About this task
In the entries below, find each line with the word "targets" and pull it out.

Records for processing
//! Invoke Integrator
//!
//! Maps call-graph names onto scope nodes and keeps only the calls the static
//! structure can explain: the caller's file must reach the callee through
//! Encapsulation, Ownership or Import edges.

use crate::callgraph::CallGraph;
use crate::edge::{Edge, RelationKind};
use crate::graph::SemanticGraph;
use crate::scope_path::ScopePath;
use super::LinkerStats;
use std::collections::{HashMap, HashSet};

const GLOBAL_MARKER: &str = "(global)";

/// Translate a code2flow qualified name into path segments.
///
/// `pkg.util::Runner.run` → `["pkg", "util.py", "Runner", "run"]`;
/// `app::(global)` → `["app.py"]`.
pub fn translate_qualified_name(name: &str) -> Vec<String> {
    let (module, scope) = name.split_once("::").unwrap_or(("", name));

    let mut segments: Vec<String> = Vec::new();
    let module_parts: Vec<&str> = module.split('.').filter(|part| !part.is_empty()).collect();
    if let Some((stem, dirs)) = module_parts.split_last() {
        segments.extend(dirs.iter().map(|dir| dir.to_string()));
        segments.push(format!("{}.py", stem));
    }

    segments.extend(
        scope
            .split(['.', ':'])
            .filter(|part| !part.is_empty() && *part != GLOBAL_MARKER)
            .map(str::to_string),
    );
    segments
}

pub struct InvokeIntegrator<'a> {
    graph: &'a mut SemanticGraph,
    /// Static reach of each caller file
    reach: HashMap<String, HashSet<ScopePath>>,
    stats: LinkerStats,
}

impl<'a> InvokeIntegrator<'a> {
    pub fn new(graph: &'a mut SemanticGraph) -> Self {
        Self {
            graph,
            reach: HashMap::new(),
            stats: LinkerStats::new("Invoke Integrator"),
        }
    }

    /// Non-script nodes matching a qualified name.
    fn candidates(&self, name: &str) -> Vec<ScopePath> {
        let segments = translate_qualified_name(name);
        let suffix: Vec<&str> = segments.iter().map(String::as_str).collect();
        self.graph
            .resolve_by_suffix(&suffix)
            .into_iter()
            .filter(|path| !path.is_script())
            .cloned()
            .collect()
    }

    fn reaches(&mut self, source: &ScopePath, target: &ScopePath) -> bool {
        let graph = &*self.graph;
        self.reach
            .entry(source.file().to_string())
            .or_insert_with(|| {
                graph.reachable_from(&source.file_path(), |relation| relation.is_static_reach())
            })
            .contains(target)
    }

    pub fn run(mut self, calls: &CallGraph) -> LinkerStats {
        let resolved: HashMap<&str, Vec<ScopePath>> = calls
            .nodes
            .iter()
            .map(|(uid, name)| (uid.as_str(), self.candidates(name)))
            .collect();

        for (source_uid, target_uid) in &calls.edges {
            self.stats.total += 1;
            let sources = resolved.get(source_uid.as_str()).map(Vec::as_slice).unwrap_or(&[]);
            let targets = resolved.get(target_uid.as_str()).map(Vec::as_slice).unwrap_or(&[]);

            if sources.is_empty() || targets.is_empty() {
                tracing::debug!("Call {} -> {} has no matching nodes", source_uid, target_uid);
                self.stats.unresolved += 1;
                continue;
            }
            if sources.len() > 1 || targets.len() > 1 {
                self.stats.ambiguous += 1;
            }

            for source in sources {
                for target in targets {
                    if self.reaches(source, target) {
                        self.graph
                            .add_edge(Edge::new(source.clone(), target.clone(), RelationKind::Invoke));
                        self.stats.resolved += 1;
                    } else {
                        tracing::debug!("Rejected call {} -> {}", source, target);
                        self.stats.rejected += 1;
                    }
                }
            }
        }

        tracing::info!(
            "Invoke: {} edges, {} rejected candidates",
            self.stats.resolved,
            self.stats.rejected
        );
        self.stats
    }
}

#[cfg(test)]
mod tests {
    use super::*;
    use crate::adapter::{CaptureAdapter, FileCaptures, PythonAdapter};
    use crate::linker::ImportResolver;
    use crate::scope::build_file_scopes;

    fn static_graph(files: &[(&str, &str)]) -> SemanticGraph {
        let adapter = PythonAdapter::new().unwrap();
        let captures: Vec<FileCaptures> = files
            .iter()
            .map(|(id, source)| adapter.capture(id, source).unwrap())
            .collect();
        let mut graph = SemanticGraph::new();
        for file in &captures {
            build_file_scopes(&mut graph, file).unwrap();
        }
        ImportResolver::new(&mut graph, &captures).run().unwrap();
        graph
    }

    fn calls(edges: &[(&str, &str)]) -> CallGraph {
        let mut calls = CallGraph::new();
        for (source, target) in edges {
            calls.add_node(*source, *source);
            calls.add_node(*target, *target);
            calls.add_edge(*source, *target);
        }
        calls
    }

    fn path(file: &str, scopes: &[&str]) -> ScopePath {
        ScopePath::new(file, scopes.iter().map(|s| s.to_string()).collect())
    }

    #[test]
    fn test_translate_qualified_name() {
        assert_eq!(translate_qualified_name("pkg.util::Runner.run"), vec!["pkg", "util.py", "Runner", "run"]);
        assert_eq!(translate_qualified_name("app::(global)"), vec!["app.py"]);
        assert_eq!(translate_qualified_name("helper"), vec!["helper"]);
    }

    #[test]
    fn test_unrelated_same_name_is_rejected() {
        let mut graph = static_graph(&[
            ("a.py", "def work():\n    pass\n"),
            ("b.py", "def work():\n    pass\n"),
        ]);
        let stats = InvokeIntegrator::new(&mut graph).run(&calls(&[("a::work", "b::work")]));

        assert!(!graph.has_edge(&path("a.py", &["work"]), &path("b.py", &["work"]), RelationKind::Invoke));
        assert_eq!(stats.rejected, 1);
        assert_eq!(stats.resolved, 0);
    }

    #[test]
    fn test_imported_callee_is_accepted() {
        let mut graph = static_graph(&[
            ("a.py", "def work():\n    pass\n"),
            ("b.py", "from a import work\n\ndef main():\n    work()\n"),
        ]);
        let stats = InvokeIntegrator::new(&mut graph).run(&calls(&[("b::main", "a::work")]));

        assert!(graph.has_edge(&path("b.py", &["main"]), &path("a.py", &["work"]), RelationKind::Invoke));
        assert_eq!(stats.resolved, 1);
    }

    #[test]
    fn test_ambiguous_callee_filtered_by_reach() {
        let mut graph = static_graph(&[
            ("x/main.py", "from util import helper\n\ndef run():\n    helper()\n"),
            ("x/util.py", "def helper():\n    pass\n"),
            ("y/util.py", "def helper():\n    pass\n"),
        ]);
        let stats = InvokeIntegrator::new(&mut graph).run(&calls(&[("main::run", "util::helper")]));

        let run = path("x/main.py", &["run"]);
        assert!(graph.has_edge(&run, &path("x/util.py", &["helper"]), RelationKind::Invoke));
        assert!(!graph.has_edge(&run, &path("y/util.py", &["helper"]), RelationKind::Invoke));
        assert_eq!(stats.ambiguous, 1);
        assert_eq!(stats.rejected, 1);
    }

    #[test]
    fn test_global_callers_are_dropped() {
        let mut graph = static_graph(&[("a.py", "def work():\n    pass\n\nwork()\n")]);
        let stats = InvokeIntegrator::new(&mut graph).run(&calls(&[("a::(global)", "a::work")]));

        assert_eq!(stats.unresolved, 1);
        assert_eq!(graph.stats().edges_of(RelationKind::Invoke), 0);
    }

    #[test]
    fn test_same_file_call() {
        let mut graph = static_graph(&[(
            "svc.py",
            "class Service:\n    def start(self):\n        self.load()\n\n    def load(self):\n        pass\n",
        )]);
        InvokeIntegrator::new(&mut graph).run(&calls(&[("svc::Service.start", "svc::Service.load")]));

        assert!(graph.has_edge(
            &path("svc.py", &["Service", "start"]),
            &path("svc.py", &["Service", "load"]),
            RelationKind::Invoke
        ));
    }
}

Solved exercise
            let targets = resolved.get(target_uid.as_str()).map(Vec::as_slice).unwrap_or(&[]);
            if sources.is_empty() || targets.is_empty() {
            if sources.len() > 1 || targets.len() > 1 {
                for target in targets {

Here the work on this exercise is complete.